- MATERIAL SHOWN -
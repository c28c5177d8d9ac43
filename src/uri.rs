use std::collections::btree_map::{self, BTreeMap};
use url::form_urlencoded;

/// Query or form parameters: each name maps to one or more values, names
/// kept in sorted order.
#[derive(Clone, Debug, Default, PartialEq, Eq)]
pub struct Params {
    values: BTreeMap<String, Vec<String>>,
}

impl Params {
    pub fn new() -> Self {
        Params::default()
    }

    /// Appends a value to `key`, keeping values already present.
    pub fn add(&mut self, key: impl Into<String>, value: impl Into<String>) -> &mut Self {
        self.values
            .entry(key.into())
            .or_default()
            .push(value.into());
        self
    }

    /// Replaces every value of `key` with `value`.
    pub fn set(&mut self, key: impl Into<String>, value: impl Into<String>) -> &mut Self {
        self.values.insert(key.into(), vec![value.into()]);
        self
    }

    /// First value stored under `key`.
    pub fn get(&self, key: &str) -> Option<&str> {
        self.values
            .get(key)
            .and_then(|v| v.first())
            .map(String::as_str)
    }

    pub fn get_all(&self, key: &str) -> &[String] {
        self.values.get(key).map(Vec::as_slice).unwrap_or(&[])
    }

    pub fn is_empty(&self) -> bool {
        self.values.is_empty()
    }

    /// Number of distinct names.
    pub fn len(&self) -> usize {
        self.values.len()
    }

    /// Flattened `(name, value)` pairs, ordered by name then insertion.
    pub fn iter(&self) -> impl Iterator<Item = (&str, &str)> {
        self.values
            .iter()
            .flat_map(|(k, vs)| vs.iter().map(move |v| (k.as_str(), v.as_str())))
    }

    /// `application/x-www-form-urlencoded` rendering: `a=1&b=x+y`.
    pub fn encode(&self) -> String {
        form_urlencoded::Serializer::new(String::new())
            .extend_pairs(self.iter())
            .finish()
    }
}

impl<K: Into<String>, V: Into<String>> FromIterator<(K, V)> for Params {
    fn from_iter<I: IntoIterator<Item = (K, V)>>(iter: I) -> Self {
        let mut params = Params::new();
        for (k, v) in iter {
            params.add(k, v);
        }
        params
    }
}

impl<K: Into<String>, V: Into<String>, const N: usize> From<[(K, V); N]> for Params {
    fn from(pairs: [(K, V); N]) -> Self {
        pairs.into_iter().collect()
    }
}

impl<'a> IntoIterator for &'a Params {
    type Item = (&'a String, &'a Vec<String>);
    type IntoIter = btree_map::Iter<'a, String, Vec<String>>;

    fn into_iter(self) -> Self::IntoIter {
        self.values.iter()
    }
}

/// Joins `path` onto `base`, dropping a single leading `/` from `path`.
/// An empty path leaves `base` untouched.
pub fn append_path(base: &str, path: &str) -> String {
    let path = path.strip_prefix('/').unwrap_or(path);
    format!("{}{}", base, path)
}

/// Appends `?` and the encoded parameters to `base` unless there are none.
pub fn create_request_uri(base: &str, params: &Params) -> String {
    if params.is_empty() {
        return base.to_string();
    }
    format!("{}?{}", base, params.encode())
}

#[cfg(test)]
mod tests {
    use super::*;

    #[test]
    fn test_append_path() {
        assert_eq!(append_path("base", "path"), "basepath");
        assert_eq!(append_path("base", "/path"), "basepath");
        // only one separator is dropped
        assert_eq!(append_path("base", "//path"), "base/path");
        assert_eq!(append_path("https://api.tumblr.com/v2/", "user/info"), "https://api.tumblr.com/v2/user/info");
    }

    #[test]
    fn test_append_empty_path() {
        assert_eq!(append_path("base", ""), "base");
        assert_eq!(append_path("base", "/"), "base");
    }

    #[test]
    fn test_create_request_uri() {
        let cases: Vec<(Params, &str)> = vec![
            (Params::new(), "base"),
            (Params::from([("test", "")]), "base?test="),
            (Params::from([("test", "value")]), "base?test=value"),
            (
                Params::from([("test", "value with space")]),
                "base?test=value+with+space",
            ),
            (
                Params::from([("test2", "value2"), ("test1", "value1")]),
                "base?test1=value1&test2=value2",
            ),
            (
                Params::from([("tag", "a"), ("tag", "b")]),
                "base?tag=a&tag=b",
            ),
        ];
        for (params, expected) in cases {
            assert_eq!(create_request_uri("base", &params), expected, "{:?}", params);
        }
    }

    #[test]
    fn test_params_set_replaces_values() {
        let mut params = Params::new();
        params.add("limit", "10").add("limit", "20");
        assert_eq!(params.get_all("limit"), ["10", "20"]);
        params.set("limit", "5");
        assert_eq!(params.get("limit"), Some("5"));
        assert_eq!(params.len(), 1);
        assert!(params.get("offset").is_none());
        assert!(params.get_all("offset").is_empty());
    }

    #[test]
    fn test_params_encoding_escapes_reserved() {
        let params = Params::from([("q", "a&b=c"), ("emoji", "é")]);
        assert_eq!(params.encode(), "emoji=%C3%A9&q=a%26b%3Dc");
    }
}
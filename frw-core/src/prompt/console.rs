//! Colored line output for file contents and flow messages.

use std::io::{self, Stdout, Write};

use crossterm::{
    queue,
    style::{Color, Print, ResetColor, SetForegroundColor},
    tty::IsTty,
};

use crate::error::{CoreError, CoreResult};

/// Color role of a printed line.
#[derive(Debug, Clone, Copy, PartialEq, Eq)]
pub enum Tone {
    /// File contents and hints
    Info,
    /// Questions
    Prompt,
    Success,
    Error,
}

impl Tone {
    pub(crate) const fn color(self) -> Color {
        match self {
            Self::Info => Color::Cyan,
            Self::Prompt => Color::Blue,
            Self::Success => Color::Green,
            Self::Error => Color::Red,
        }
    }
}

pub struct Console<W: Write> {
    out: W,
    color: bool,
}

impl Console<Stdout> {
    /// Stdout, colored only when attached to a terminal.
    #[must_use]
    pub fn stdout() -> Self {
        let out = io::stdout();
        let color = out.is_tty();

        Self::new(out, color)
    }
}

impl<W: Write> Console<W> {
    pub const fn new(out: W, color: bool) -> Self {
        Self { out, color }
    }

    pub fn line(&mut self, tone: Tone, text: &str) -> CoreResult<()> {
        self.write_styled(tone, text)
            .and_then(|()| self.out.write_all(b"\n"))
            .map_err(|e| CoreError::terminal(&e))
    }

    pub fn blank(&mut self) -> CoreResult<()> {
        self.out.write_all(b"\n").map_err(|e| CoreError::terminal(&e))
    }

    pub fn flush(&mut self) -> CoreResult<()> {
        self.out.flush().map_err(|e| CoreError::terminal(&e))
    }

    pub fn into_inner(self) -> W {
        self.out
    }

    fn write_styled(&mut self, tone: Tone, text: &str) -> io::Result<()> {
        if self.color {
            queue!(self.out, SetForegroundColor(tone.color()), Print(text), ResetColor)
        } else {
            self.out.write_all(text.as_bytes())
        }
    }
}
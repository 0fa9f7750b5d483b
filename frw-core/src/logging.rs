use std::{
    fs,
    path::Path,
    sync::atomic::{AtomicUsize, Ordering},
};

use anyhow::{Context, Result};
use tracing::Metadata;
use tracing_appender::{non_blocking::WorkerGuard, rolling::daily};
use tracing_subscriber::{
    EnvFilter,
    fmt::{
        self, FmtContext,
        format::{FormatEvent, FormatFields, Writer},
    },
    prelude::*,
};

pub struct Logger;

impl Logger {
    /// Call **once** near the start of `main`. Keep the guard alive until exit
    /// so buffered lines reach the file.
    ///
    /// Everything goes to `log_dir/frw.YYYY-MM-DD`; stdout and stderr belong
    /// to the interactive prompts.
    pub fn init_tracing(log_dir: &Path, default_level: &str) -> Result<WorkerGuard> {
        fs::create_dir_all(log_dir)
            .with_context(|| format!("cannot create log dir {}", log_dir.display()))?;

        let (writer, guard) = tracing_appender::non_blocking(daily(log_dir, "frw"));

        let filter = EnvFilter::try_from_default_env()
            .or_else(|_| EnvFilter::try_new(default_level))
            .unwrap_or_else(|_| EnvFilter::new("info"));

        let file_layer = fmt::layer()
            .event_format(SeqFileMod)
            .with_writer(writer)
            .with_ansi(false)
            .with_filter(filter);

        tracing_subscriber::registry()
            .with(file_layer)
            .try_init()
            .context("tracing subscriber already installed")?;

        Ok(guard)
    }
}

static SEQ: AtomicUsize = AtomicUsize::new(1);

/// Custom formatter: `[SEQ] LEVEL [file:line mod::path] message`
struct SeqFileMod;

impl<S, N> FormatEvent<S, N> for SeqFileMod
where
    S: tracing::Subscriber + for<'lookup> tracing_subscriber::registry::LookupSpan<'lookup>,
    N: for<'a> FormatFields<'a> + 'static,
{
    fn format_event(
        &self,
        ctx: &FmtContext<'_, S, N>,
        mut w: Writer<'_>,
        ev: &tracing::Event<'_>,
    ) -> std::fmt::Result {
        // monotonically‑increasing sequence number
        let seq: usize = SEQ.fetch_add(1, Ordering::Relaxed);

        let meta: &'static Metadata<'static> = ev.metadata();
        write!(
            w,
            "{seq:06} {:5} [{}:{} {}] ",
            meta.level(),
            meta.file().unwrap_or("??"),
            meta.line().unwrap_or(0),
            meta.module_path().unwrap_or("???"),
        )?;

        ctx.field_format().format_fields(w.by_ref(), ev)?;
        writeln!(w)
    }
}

--

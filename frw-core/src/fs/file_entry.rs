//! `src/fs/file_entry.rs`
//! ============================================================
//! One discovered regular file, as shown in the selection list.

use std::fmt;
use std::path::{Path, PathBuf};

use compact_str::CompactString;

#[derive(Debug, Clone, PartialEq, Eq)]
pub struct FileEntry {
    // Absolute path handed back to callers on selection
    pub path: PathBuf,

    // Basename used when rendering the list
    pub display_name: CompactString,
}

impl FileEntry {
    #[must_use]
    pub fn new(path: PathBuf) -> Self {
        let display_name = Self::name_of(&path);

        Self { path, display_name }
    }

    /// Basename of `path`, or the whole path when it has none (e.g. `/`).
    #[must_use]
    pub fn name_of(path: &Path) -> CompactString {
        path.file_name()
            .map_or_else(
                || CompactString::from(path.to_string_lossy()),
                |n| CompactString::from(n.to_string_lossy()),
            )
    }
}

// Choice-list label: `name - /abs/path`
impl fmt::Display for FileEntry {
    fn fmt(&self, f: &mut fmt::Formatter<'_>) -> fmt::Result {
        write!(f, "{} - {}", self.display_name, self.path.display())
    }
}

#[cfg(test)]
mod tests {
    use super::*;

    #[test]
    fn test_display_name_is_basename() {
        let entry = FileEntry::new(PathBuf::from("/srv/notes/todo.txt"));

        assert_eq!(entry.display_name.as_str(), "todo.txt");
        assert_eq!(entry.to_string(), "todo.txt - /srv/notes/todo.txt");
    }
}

- PROBLEM DETAILS -
Find the line with "repository c28c5177d8d9ac43" in the material above. Reproduce it and each line after it up to and including the line with "pub fn set(&mut".

- TASK ANSWER -
repository c28c5177d8d9ac43
filename src/uri.rs
use std::collections::btree_map::{self, BTreeMap};
use url::form_urlencoded;

/// Query or form parameters: each name maps to one or more values, names
/// kept in sorted order.
#[derive(Clone, Debug, Default, PartialEq, Eq)]
pub struct Params {
    values: BTreeMap<String, Vec<String>>,
}

impl Params {
    pub fn new() -> Self {
        Params::default()
    }

    /// Appends a value to `key`, keeping values already present.
    pub fn add(&mut self, key: impl Into<String>, value: impl Into<String>) -> &mut Self {
        self.values
            .entry(key.into())
            .or_default()
            .push(value.into());
        self
    }

    /// Replaces every value of `key` with `value`.
    pub fn set(&mut self, key: impl Into<String>, value: impl Into<String>) -> &mut Self {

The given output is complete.